(SUPPLIED ENTRIES):
────

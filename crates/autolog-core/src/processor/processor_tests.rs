#![allow(non_snake_case)]

use super::*;
use crate::diagnostics::DiagnosticKind;
use crate::model::{DeclaredType, IntegerKind, Primitive};

fn f64_field(name: &str) -> FieldDescriptor {
    FieldDescriptor::new(name, DeclaredType::primitive(Primitive::Float64))
}

fn arm() -> ClassDescriptor {
    ClassDescriptor::new("frc.robot", "Arm")
        .with_field(f64_field("angleRad"))
        .with_field(FieldDescriptor::new(
            "currentAmps",
            DeclaredType::list_of(DeclaredType::primitive(Primitive::Float64)),
        ))
}

/// Writer that records unit names and fails for selected ones.
#[derive(Default)]
struct RecordingWriter {
    written: Vec<String>,
    fail_on: Option<String>,
}

impl UnitWriter for RecordingWriter {
    fn write(&mut self, unit: &GeneratedUnit) -> Result<(), PersistError> {
        if self.fail_on.as_deref() == Some(unit.name()) {
            return Err(PersistError::Other(format!("cannot write {}", unit.name())));
        }
        self.written.push(unit.name().to_string());
        Ok(())
    }
}

// ============================================================================
// Single class outcomes
// ============================================================================

#[test]
fn generate___supported_class___one_unit_no_diagnostics() {
    let report = generate([arm()]);

    assert_eq!(report.units.len(), 1);
    assert!(report.diagnostics.is_empty());
    assert_eq!(report.units[0].log_keys(), vec!["AngleRad", "CurrentAmps"]);
}

#[test]
fn generate___not_extensible___zero_units_one_diagnostic() {
    let report = generate([arm().extensible(false)]);

    assert!(report.units.is_empty());
    assert_eq!(report.diagnostics.len(), 1);
    assert_eq!(report.diagnostics[0].kind, DiagnosticKind::ClassNotExtensible);
    assert_eq!(report.diagnostics[0].class, "frc.robot.Arm");
    assert!(report.has_errors());
}

#[test]
fn generate___not_extensible_with_bad_fields___only_class_diagnostic() {
    let class = arm()
        .extensible(false)
        .with_field(FieldDescriptor::new("pose", DeclaredType::Other("Pose2d".into())));

    let report = generate([class]);

    assert_eq!(report.diagnostics.len(), 1);
    assert_eq!(report.diagnostics[0].kind, DiagnosticKind::ClassNotExtensible);
}

#[test]
fn generate___one_supported_one_unsupported___unit_with_supported_field_only() {
    let class = ClassDescriptor::new("frc.robot", "Arm")
        .with_field(f64_field("angleRad"))
        .with_field(FieldDescriptor::new(
            "motorCount",
            DeclaredType::boxed(DeclaredType::Integer(IntegerKind::I32)),
        ));

    let report = generate([class]);

    assert_eq!(report.units.len(), 1);
    assert_eq!(report.units[0].log_keys(), vec!["AngleRad"]);
    assert_eq!(report.units[0].from_log().len(), 1);
    assert_eq!(report.units[0].clone_body().len(), 1);
    assert_eq!(report.diagnostics.len(), 1);
    assert_eq!(report.diagnostics[0].kind, DiagnosticKind::UnsupportedFieldType);
    assert_eq!(report.diagnostics[0].field.as_deref(), Some("motorCount"));
    assert!(report.diagnostics[0].message.contains("`i64`"));
    assert!(!report.has_errors());
}

#[test]
fn generate___duplicate_keys___class_skipped_reported_once() {
    let class = ClassDescriptor::new("", "Arm")
        .with_field(f64_field("angle"))
        .with_field(f64_field("Angle"))
        .with_field(f64_field("ANGLE"));

    let report = generate([class]);

    assert!(report.units.is_empty());
    assert_eq!(report.diagnostics.len(), 1);
    assert_eq!(report.diagnostics[0].kind, DiagnosticKind::DuplicateLogKey);
}

#[test]
fn generate___duplicate_key_on_unsupported_field___still_rejected() {
    let class = ClassDescriptor::new("", "Arm")
        .with_field(f64_field("angle"))
        .with_field(FieldDescriptor::new("Angle", DeclaredType::Other("Rotation2d".into())));

    let report = generate([class]);

    assert!(report.units.is_empty());
    assert_eq!(report.diagnostics[0].kind, DiagnosticKind::DuplicateLogKey);
}

// ============================================================================
// Batch behavior
// ============================================================================

#[test]
fn generate___failing_class___does_not_block_others() {
    let batch = vec![
        ClassDescriptor::new("a", "First").with_field(f64_field("x")),
        ClassDescriptor::new("a", "Closed").extensible(false),
        ClassDescriptor::new("a", "Third").with_field(f64_field("y")),
    ];

    let report = generate(&batch);

    let names: Vec<&str> = report.units.iter().map(|u| u.name()).collect();
    assert_eq!(names, vec!["FirstAutoLogged", "ThirdAutoLogged"]);
    assert_eq!(report.diagnostics.len(), 1);
    assert_eq!(report.diagnostics[0].class, "a.Closed");
}

#[test]
fn generate___diagnostics___ordered_by_input_position() {
    let batch = vec![
        ClassDescriptor::new("", "B").with_field(FieldDescriptor::new(
            "flag",
            DeclaredType::nullable(DeclaredType::primitive(Primitive::Boolean)),
        )),
        ClassDescriptor::new("", "A").extensible(false),
    ];

    let report = generate(&batch);

    let classes: Vec<&str> = report.diagnostics.iter().map(|d| d.class.as_str()).collect();
    assert_eq!(classes, vec!["B", "A"]);
}

#[test]
fn generate___empty_batch___empty_report() {
    let report = generate(Vec::<ClassDescriptor>::new());

    assert_eq!(report, GenerationReport::default());
}

// ============================================================================
// Selection
// ============================================================================

#[test]
fn generate_selected___tagged_selector___skips_unselected() {
    let entries = vec![
        DescriptorEntry {
            selected: true,
            class: ClassDescriptor::new("", "Arm").with_field(f64_field("x")),
        },
        DescriptorEntry {
            selected: false,
            class: ClassDescriptor::new("", "Drive").extensible(false),
        },
    ];

    let report = generate_selected(&TaggedSelector, &entries);

    assert_eq!(report.units.len(), 1);
    assert_eq!(report.units[0].name(), "ArmAutoLogged");
    assert!(report.diagnostics.is_empty());
}

#[test]
fn DescriptorEntry___deserialize___selected_defaults_to_true() {
    let entry: DescriptorEntry = serde_json::from_str(r#"{ "class": { "name": "Arm" } }"#).unwrap();

    assert!(entry.selected);
}

// ============================================================================
// Persistence
// ============================================================================

#[test]
fn persist___writer_succeeds___writes_every_unit() {
    let mut report = generate([arm(), ClassDescriptor::new("frc.robot", "Drive")]);
    let mut writer = RecordingWriter::default();

    let written = report.persist(&mut writer);

    assert_eq!(written, 2);
    assert_eq!(writer.written, vec!["ArmAutoLogged", "DriveAutoLogged"]);
    assert!(report.diagnostics.is_empty());
}

#[test]
fn persist___writer_fails___surfaces_message_as_error() {
    let mut report = generate([arm(), ClassDescriptor::new("frc.robot", "Drive")]);
    let mut writer = RecordingWriter {
        fail_on: Some("ArmAutoLogged".into()),
        ..Default::default()
    };

    let written = report.persist(&mut writer);

    assert_eq!(written, 1);
    assert_eq!(writer.written, vec!["DriveAutoLogged"]);
    assert_eq!(report.diagnostics.len(), 1);
    assert_eq!(
        report.diagnostics[0].kind,
        DiagnosticKind::OutputPersistenceFailure
    );
    assert_eq!(report.diagnostics[0].class, "frc.robot.Arm");
    assert_eq!(report.diagnostics[0].message, "cannot write ArmAutoLogged");
    assert!(report.has_errors());
}

#[test]
fn report_to___forwards_all_diagnostics() {
    let report = generate([arm().extensible(false)]);
    let mut sink: Vec<Diagnostic> = Vec::new();

    report.report_to(&mut sink);

    assert_eq!(sink, report.diagnostics);
}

────

(EXERCISE PROMPT): Retype the lines from the one containing "assert_eq!(written, 1);" to the last line above. Change nothing and include no others.

(ANSWER BOX):
    assert_eq!(written, 1);
    assert_eq!(writer.written, vec!["DriveAutoLogged"]);
    assert_eq!(report.diagnostics.len(), 1);
    assert_eq!(
        report.diagnostics[0].kind,
        DiagnosticKind::OutputPersistenceFailure
    );
    assert_eq!(report.diagnostics[0].class, "frc.robot.Arm");
    assert_eq!(report.diagnostics[0].message, "cannot write ArmAutoLogged");
    assert!(report.has_errors());
}

#[test]
fn report_to___forwards_all_diagnostics() {
    let report = generate([arm().extensible(false)]);
    let mut sink: Vec<Diagnostic> = Vec::new();

    report.report_to(&mut sink);

    assert_eq!(sink, report.diagnostics);
}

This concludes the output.